Aspiring teachers from BW's education department team up with Fairview Park schools to accelerate a post-COVID-19 academic rebound in reading and math.
Baldwin Wallace University is expanding a state grant-funded partnership with the Fairview Park City Schools that aims to jumpstart learning for students who lost ground during the pandemic's remote instruction.
Melanie Wightman, the district's teaching and learning director, told cleveland.com, "Our teachers successfully facilitated an academic rebound in literacy and mathematics with most students. However, there are students in all grades and of all ability levels who lost traction during the pandemic disruptions. They continue to need assistance to come from behind."
"The high-dosage tutoring is mutually beneficial," said BW literacy education professor Dr. Rochelle Berndt, who is spearheading the program with Dr. Cynthia Dieterich, BW special education professor.
"BW teacher candidates majoring in education have the opportunity to collaborate with classroom teachers and BW faculty to design, implement and assess students' progress in an authentic school setting, based on the school's curriculum and the students' needs," Berndt explained.
The BW education majors offer the intensive tutoring in math and reading three times a week to students in the district's Gilles-Sweet Elementary School.

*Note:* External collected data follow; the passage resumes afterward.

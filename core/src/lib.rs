//! # Hotel Ops Core
//!
//! Domain types and abstractions for the reservation lifecycle and dynamic
//! pricing engine.
//!
//! ## Core Concepts
//!
//! - **Types**: money, stay dates, rooms, reservations, guest identity
//! - **Rates**: pricing strategies, seasonal rates, promotional codes
//! - **Reducer**: `(State, Action, Environment) → Result<Effects, Error>`
//! - **Effect**: side effect descriptions (audit entries, notifications)
//! - **Environment**: clock and the ports to storage, payment and sinks
//!
//! ## Architecture Principles
//!
//! - Functional core, imperative shell: reducers and pricing stages are pure,
//!   the runtime performs I/O
//! - Explicit effects: a transition says which audit entries and
//!   notifications it needs, it never sends them itself
//! - Dependency injection through traits
//! - Fixed-point money everywhere

pub mod effect;
pub mod environment;
pub mod error;
pub mod rates;
pub mod reducer;
pub mod types;

// Re-export commonly used types
pub use chrono::{DateTime, NaiveDate, Utc};
pub use rust_decimal::Decimal;
pub use smallvec::{SmallVec, smallvec};

pub use effect::{AuditAction, AuditEntry, Effect, FieldValues};
pub use error::{
    BookingError, PaymentError, PricingError, RepositoryError, SinkError, TransitionError,
};
pub use reducer::{Effects, Reducer};
pub use types::{
    GuestIdentity, GuestInfo, HotelId, Money, NewReservation, Reservation, ReservationId,
    ReservationStatus, Room, RoomId, RoomStatus, RoomType, StayDates, UserId,
};
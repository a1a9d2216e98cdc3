//! Logging and metrics bootstrap.

use crate::config::{EngineConfig, LoggingConfig};
use hotel_ops_runtime::metrics::describe_metrics;
use tracing_subscriber::{EnvFilter, layer::SubscriberExt, util::SubscriberInitExt};

/// Installs logging and describes the engine's metrics to whatever recorder
/// the host application installed.
pub fn init(config: &EngineConfig) {
    init_tracing(&config.logging);
    describe_metrics();
}

/// Installs the global `tracing` subscriber.
///
/// `RUST_LOG` wins over `config.level` when set. A second call (or a
/// subscriber installed by the host application) is left alone.
pub fn init_tracing(config: &LoggingConfig) {
    let filter =
        EnvFilter::try_from_default_env().unwrap_or_else(|_| EnvFilter::new(&config.level));
    let registry = tracing_subscriber::registry().with(filter);

    let result = if config.json {
        registry
            .with(tracing_subscriber::fmt::layer().json().with_current_span(true))
            .try_init()
    } else {
        registry.with(tracing_subscriber::fmt::layer()).try_init()
    };

    if result.is_err() {
        tracing::debug!("tracing subscriber already installed");
    }
}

The "high-dosage" tutoring program earned nearly $300,000 in state and federal education grants to launch in the fall and is expanding to reach more students this spring.
"The Baldwin Wallace University tutors zero in on the individual needs of students assigned to them and confer with classroom teachers regarding how best to personalize learning for individuals and small groups," Wightman added.
The project will continue for two years and include a free summer opportunity for students.
Berndt and Dieterich are co-investigators on the research that will examine the effectiveness of the high-dosage approach.
Research published by the Annenberg Institute at Brown University shows that high-dosage tutoring can produce "large learning gains for a wide range of students, including those who have fallen behind academically."